Specifically, the following three points cannot be addressed by a Labour Standards Inspection Office, and require an institutional determination by the Ministry headquarters:
- Formal existence and disregard of the whistleblowing system
- “Ordinary dismissal” based on whistleblowing
- Ignoring the corrective notice by the Consumer Affairs Agency
Since March 2025, multiple whistleblowing reports have been submitted to both companies. None of these have received substantive responses. Aside from automated replies, no actual reaction has been provided, and the whistleblowing system exists only in form, without being operational in practice.
On April 23, 2025, an ordinary dismissal was issued, followed by a dismissal reason notice dated April 25, 2025. In this notice, the whistleblower was accused of “sending multiple reports to administrative agencies that damage the company’s honor and credibility.” Based on this, dismissal was carried out under Work Rules Article 61 (defamation, etc.).

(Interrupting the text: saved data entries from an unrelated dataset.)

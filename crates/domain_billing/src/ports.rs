//! Billing Domain Ports
//!
//! This module defines the persistence contract the billing ledger depends
//! on. The production adapter lives in `infra_db`; an in-memory double is
//! available behind the `mock` feature for tests.
//!
//! # Units of work
//!
//! [`LedgerRepository::with_tx`] runs a closure against a transaction-bound
//! handle (`Self::Tx`). The handle is owned by the closure for exactly as
//! long as the closure runs. Returning `Ok` commits, returning `Err` or
//! panicking rolls back. Calling `with_tx` on a handle that is already bound
//! to a transaction reuses that transaction.
//!
//! ```rust,ignore
//! let loan = repo
//!     .with_tx(move |tx| async move {
//!         let loan = tx.insert_loan(command).await?;
//!         tx.create_loan_schedules(plan.schedule_for(loan.id)).await?;
//!         Ok::<_, BillingError>(loan)
//!     })
//!     .await?;
//! ```

use std::future::Future;

use async_trait::async_trait;

use core_kernel::{DomainPort, HealthCheckable, LoanId, PortError, ScheduleId};

use crate::loan::{CreateLoanCommand, Loan};
use crate::pagination::{PaymentQuery, ScheduleQuery};
use crate::payment::{CreatePaymentCommand, Payment};
use crate::schedule::{NewScheduleEntry, ScheduleEntry};

/// Operation labels shared by every adapter, used in timeout diagnostics
pub mod op {
    pub const GET_LOAN_BY_ID: &str = "get_loan_by_id";
    pub const LOCK_LOAN: &str = "lock_loan";
    pub const INSERT_LOAN: &str = "insert_loan";
    pub const GET_TOTAL_PAID_AMOUNT: &str = "get_total_paid_amount";
    pub const GET_PAID_WEEKS_COUNT: &str = "get_paid_weeks_count";
    pub const GET_LAST_PAID_WEEK: &str = "get_last_paid_week";
    pub const INSERT_PAYMENT: &str = "insert_payment";
    pub const FIND_PAYMENT_BY_IDEMPOTENCY_KEY: &str = "find_payment_by_idempotency_key";
    pub const LIST_PAYMENTS_BY_LOAN_ID: &str = "list_payments_by_loan_id";
    pub const CREATE_LOAN_SCHEDULES: &str = "create_loan_schedules";
    pub const LIST_SCHEDULES_BY_LOAN_ID: &str = "list_schedules_by_loan_id";
    pub const UPDATE_SCHEDULE_PAYMENT: &str = "update_schedule_payment";
    pub const GET_SCHEDULE_BY_SEQUENCE: &str = "get_schedule_by_sequence";
}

This constitutes treating whistleblowing itself as grounds for discipline and exclusion, and is a clear violation of the Whistleblower Protection Act.
On May 29, 2025, the Consumer Affairs Agency officially issued a notice to the company requiring “establishment and effective operation of the whistleblowing system.” However, the company has not complied with this corrective request and continues to abandon its system maintenance obligations.

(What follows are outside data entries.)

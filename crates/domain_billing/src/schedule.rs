//! Repayment schedule entries

use std::fmt;
use std::str::FromStr;

use chrono::NaiveDate;
use serde::{Deserialize, Serialize};

use core_kernel::{CoreError, LoanId, ScheduleId};

/// Installment status
#[derive(Debug, Clone, Copy, PartialEq, Eq, Hash, Serialize, Deserialize)]
#[serde(rename_all = "SCREAMING_SNAKE_CASE")]
pub enum ScheduleStatus {
    /// Not yet paid
    Pending,
    /// Paid in full
    Paid,
}

impl ScheduleStatus {
    /// Storage representation
    pub fn as_str(&self) -> &'static str {
        match self {
            ScheduleStatus::Pending => "PENDING",
            ScheduleStatus::Paid => "PAID",
        }
    }
}

impl fmt::Display for ScheduleStatus {
    fn fmt(&self, f: &mut fmt::Formatter<'_>) -> fmt::Result {
        f.write_str(self.as_str())
    }
}

impl FromStr for ScheduleStatus {
    type Err = CoreError;

    fn from_str(s: &str) -> Result<Self, Self::Err> {
        match s {
            "PENDING" => Ok(ScheduleStatus::Pending),
            "PAID" => Ok(ScheduleStatus::Paid),
            other => Err(CoreError::validation(format!("unknown schedule status '{}'", other))),
        }
    }
}

/// One installment of a loan's schedule
#[derive(Debug, Clone, PartialEq, Eq, Serialize, Deserialize)]
pub struct ScheduleEntry {
    pub id: ScheduleId,
    pub loan_id: LoanId,
    /// 1-based week number
    pub sequence: u32,
    pub due_date: NaiveDate,
    pub amount: i64,
    pub paid_amount: i64,
    pub status: ScheduleStatus,
}

impl ScheduleEntry {
    pub fn is_paid(&self) -> bool {
        self.status == ScheduleStatus::Paid
    }
}

/// An installment waiting to be inserted; always starts `PENDING`
#[derive(Debug, Clone, PartialEq, Eq)]
pub struct NewScheduleEntry {
    pub loan_id: LoanId,
    pub sequence: u32,
    pub due_date: NaiveDate,
    pub amount: i64,
}

#[cfg(test)]
mod tests {
    use super::*;

    #[test]
    fn test_status_parse_and_display() {
        assert_eq!("PENDING".parse::<ScheduleStatus>().unwrap(), ScheduleStatus::Pending);
        assert_eq!(ScheduleStatus::Paid.to_string(), "PAID");
        assert!("paid".parse::<ScheduleStatus>().is_err());
    }

    #[test]
    fn test_status_serializes_uppercase() {
        let json = serde_json::to_string(&ScheduleStatus::Pending).unwrap();
        assert_eq!(json, "\"PENDING\"");
    }
}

These circumstances are not matters to be resolved through civil settlements or litigation, but rather symbolize a “structural defect arising from the very design of the whistleblowing system.”
In particular, this case contains the grave contradiction of “workers using the whistleblowing system being excluded by the system itself,” fundamentally undermining the credibility and sustainability of the system.

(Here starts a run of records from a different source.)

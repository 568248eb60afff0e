//! Loan, payment and schedule DTOs

use chrono::{DateTime, NaiveDate, SecondsFormat, Utc};
use rust_decimal::Decimal;
use serde::{Deserialize, Serialize};
use validator::Validate;

use core_kernel::{LoanId, PaymentId};
use domain_billing::{Loan, LoanTerms, Page, Payment, ScheduleEntry};

use crate::error::ApiError;

const DATE_FORMAT: &str = "%Y-%m-%d";

#[derive(Debug, Deserialize, Validate)]
pub struct SubmitLoanRequest {
    #[validate(range(min = 1, message = "principal_amount must be at least 1"))]
    pub principal_amount: i64,
    pub annual_interest_rate: Decimal,
    #[validate(range(min = 1, message = "total_weeks must be at least 1"))]
    pub total_weeks: u32,
    /// `YYYY-MM-DD`
    pub start_date: String,
}

impl SubmitLoanRequest {
    pub fn into_terms(self) -> Result<LoanTerms, ApiError> {
        let start_date = NaiveDate::parse_from_str(self.start_date.trim(), DATE_FORMAT)
            .map_err(|_| ApiError::bad_request("Invalid start_date"))?;

        Ok(LoanTerms {
            principal_amount: self.principal_amount,
            annual_interest_rate: self.annual_interest_rate,
            total_weeks: self.total_weeks,
            start_date,
        })
    }
}

#[derive(Debug, Serialize, Deserialize)]
pub struct SubmitLoanResponse {
    pub loan_id: LoanId,
    pub weekly_payment_amount: i64,
    pub total_payable: i64,
}

impl From<&Loan> for SubmitLoanResponse {
    fn from(loan: &Loan) -> Self {
        Self {
            loan_id: loan.id,
            weekly_payment_amount: loan.weekly_payment_amount,
            total_payable: loan.total_payable_amount,
        }
    }
}

/// Loan detail with its delinquency status folded in
#[derive(Debug, Serialize, Deserialize)]
pub struct LoanDetailResponse {
    pub loan_id: LoanId,
    pub principal_amount: i64,
    pub annual_interest_rate: Decimal,
    pub total_payable: i64,
    pub weekly_payment_amount: i64,
    pub total_weeks: u32,
    pub start_date: String,
    pub created_at: String,
    pub is_delinquent: bool,
}

impl LoanDetailResponse {
    pub fn new(loan: &Loan, is_delinquent: bool) -> Self {
        Self {
            loan_id: loan.id,
            principal_amount: loan.principal_amount,
            annual_interest_rate: loan.annual_interest_rate,
            total_payable: loan.total_payable_amount,
            weekly_payment_amount: loan.weekly_payment_amount,
            total_weeks: loan.total_weeks,
            start_date: loan.start_date.format(DATE_FORMAT).to_string(),
            created_at: rfc3339(loan.created_at),
            is_delinquent,
        }
    }
}

#[derive(Debug, Serialize, Deserialize)]
pub struct OutstandingResponse {
    pub loan_id: LoanId,
    pub outstanding: i64,
}

#[derive(Debug, Deserialize, Validate)]
pub struct SubmitPaymentRequest {
    #[validate(range(min = 1, message = "amount must be at least 1"))]
    pub amount: i64,
}

#[derive(Debug, Serialize, Deserialize)]
pub struct SubmitPaymentResponse {
    pub payment_id: PaymentId,
    pub week_number: u32,
}

impl From<&Payment> for SubmitPaymentResponse {
    fn from(payment: &Payment) -> Self {
        Self {
            payment_id: payment.id,
            week_number: payment.week_number,
        }
    }
}

/// `?limit=&cursor=` for listings
#[derive(Debug, Default, Deserialize)]
pub struct PageParams {
    pub limit: Option<i64>,
    pub cursor: Option<String>,
}

impl PageParams {
    /// The limit as the caller sent it; negative or out-of-range counts as absent
    pub fn requested_limit(&self) -> Option<u32> {
        self.limit.and_then(|limit| u32::try_from(limit).ok())
    }
}

#[derive(Debug, Serialize, Deserialize)]
pub struct PaymentResponse {
    pub payment_id: PaymentId,
    pub week_number: u32,
    pub amount: i64,
    pub paid_at: String,
}

#[derive(Debug, Serialize, Deserialize)]
pub struct ListPaymentResponse {
    pub payments: Vec<PaymentResponse>,
    #[serde(skip_serializing_if = "Option::is_none")]
    pub next_cursor: Option<String>,
}

impl From<Page<Payment>> for ListPaymentResponse {
    fn from(page: Page<Payment>) -> Self {
        let payments = page
            .items
            .iter()
            .map(|payment| PaymentResponse {
                payment_id: payment.id,
                week_number: payment.week_number,
                amount: payment.amount,
                paid_at: rfc3339(payment.paid_at),
            })
            .collect();
        Self {
            payments,
            next_cursor: page.next_cursor,
        }
    }
}

#[derive(Debug, Serialize, Deserialize)]
pub struct ScheduleResponse {
    pub sequence: u32,
    pub due_date: String,
    pub amount: i64,
    pub paid_amount: i64,
    pub status: String,
}

#[derive(Debug, Serialize, Deserialize)]
pub struct ListScheduleResponse {
    pub schedules: Vec<ScheduleResponse>,
    #[serde(skip_serializing_if = "Option::is_none")]
    pub next_cursor: Option<String>,
}

impl From<Page<ScheduleEntry>> for ListScheduleResponse {
    fn from(page: Page<ScheduleEntry>) -> Self {
        let schedules = page
            .items
            .iter()
            .map(|entry| ScheduleResponse {
                sequence: entry.sequence,
                due_date: entry.due_date.format(DATE_FORMAT).to_string(),
                amount: entry.amount,
                paid_amount: entry.paid_amount,
                status: entry.status.as_str().to_string(),
            })
            .collect();
        Self {
            schedules,
            next_cursor: page.next_cursor,
        }
    }
}

fn rfc3339(at: DateTime<Utc>) -> String {
    at.to_rfc3339_opts(SecondsFormat::Secs, true)
}

#[cfg(test)]
mod tests {
    use super::*;

    fn request(start_date: &str) -> SubmitLoanRequest {
        SubmitLoanRequest {
            principal_amount: 5_000_000,
            annual_interest_rate: Decimal::new(10, 2),
            total_weeks: 50,
            start_date: start_date.to_string(),
        }
    }

    #[test]
    fn test_start_date_must_be_iso() {
        let terms = request("2025-01-06").into_terms().unwrap();
        assert_eq!(terms.start_date, NaiveDate::from_ymd_opt(2025, 1, 6).unwrap());

        assert!(matches!(request("06/01/2025").into_terms(), Err(ApiError::BadRequest(_))));
    }

    #[test]
    fn test_request_validation() {
        assert!(request("2025-01-06").validate().is_ok());

        let mut zero_weeks = request("2025-01-06");
        zero_weeks.total_weeks = 0;
        assert!(zero_weeks.validate().is_err());

        assert!(SubmitPaymentRequest { amount: 0 }.validate().is_err());
        assert!(SubmitPaymentRequest { amount: 110_000 }.validate().is_ok());
    }

    #[test]
    fn test_negative_limit_counts_as_absent() {
        let params = PageParams { limit: Some(-3), cursor: None };
        assert_eq!(params.requested_limit(), None);
        let params = PageParams { limit: Some(25), cursor: None };
        assert_eq!(params.requested_limit(), Some(25));
    }
}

Therefore, this matter raises questions about the national effectiveness of the whistleblower protection system, and requires institutional judgment and administrative evaluation at the Ministry headquarters.
This report concerns systemic evaluation of flaws in system design and structures excluding whistleblowers, and is clearly distinct from individual labor violation cases handled by the Labour Standards Inspection Office.
【Evidence Materials】Available to be submitted separately or by mail if necessary.
- Dismissal Reason Notice (dated April 25, 2025)
- Corrective Notice by the Consumer Affairs Agency (dated May 29, 2025)
- Whistleblowing Records (report texts, transmission history, emails, etc.)
Document explicitly stating dismissal “due to administrative whistleblowing,” citing Work Rules Article 61 (defamation, etc.) as grounds.
Formal notification requiring establishment and effective operation of whistleblowing systems.
Materials documenting multiple whistleblowing submissions to both companies and the fact of no responses.
Other supplementary materials (to be submitted if necessary):
- Chronological records showing developments after reporting, communications leading to dismissal, and evidence of systemic disregard.
This report is based on Articles 3 and 11 of the Whistleblower Protection Act. It is not intended as a private law procedure such as civil litigation or labor tribunal, but rather seeks “administrative correction of systemic failures.”
📘 OECD/UNCAC Legal Reference
- OECD Guidelines for Multinational Enterprises
- Chapter II (General Policies): Enterprises should develop and maintain effective internal systems to prevent retaliation and ensure compliance.
- Chapter IV (Human Rights): Retaliation or dismissal for whistleblowing constitutes an adverse human rights impact.
- OECD Anti-Bribery Recommendation (2009)
- Annex II: Calls for reliable, confidential, and effectively functioning internal reporting mechanisms.
- UNCAC Article 33
- Encourages States Parties to provide protection against unjustified treatment for whistleblowers acting in good faith.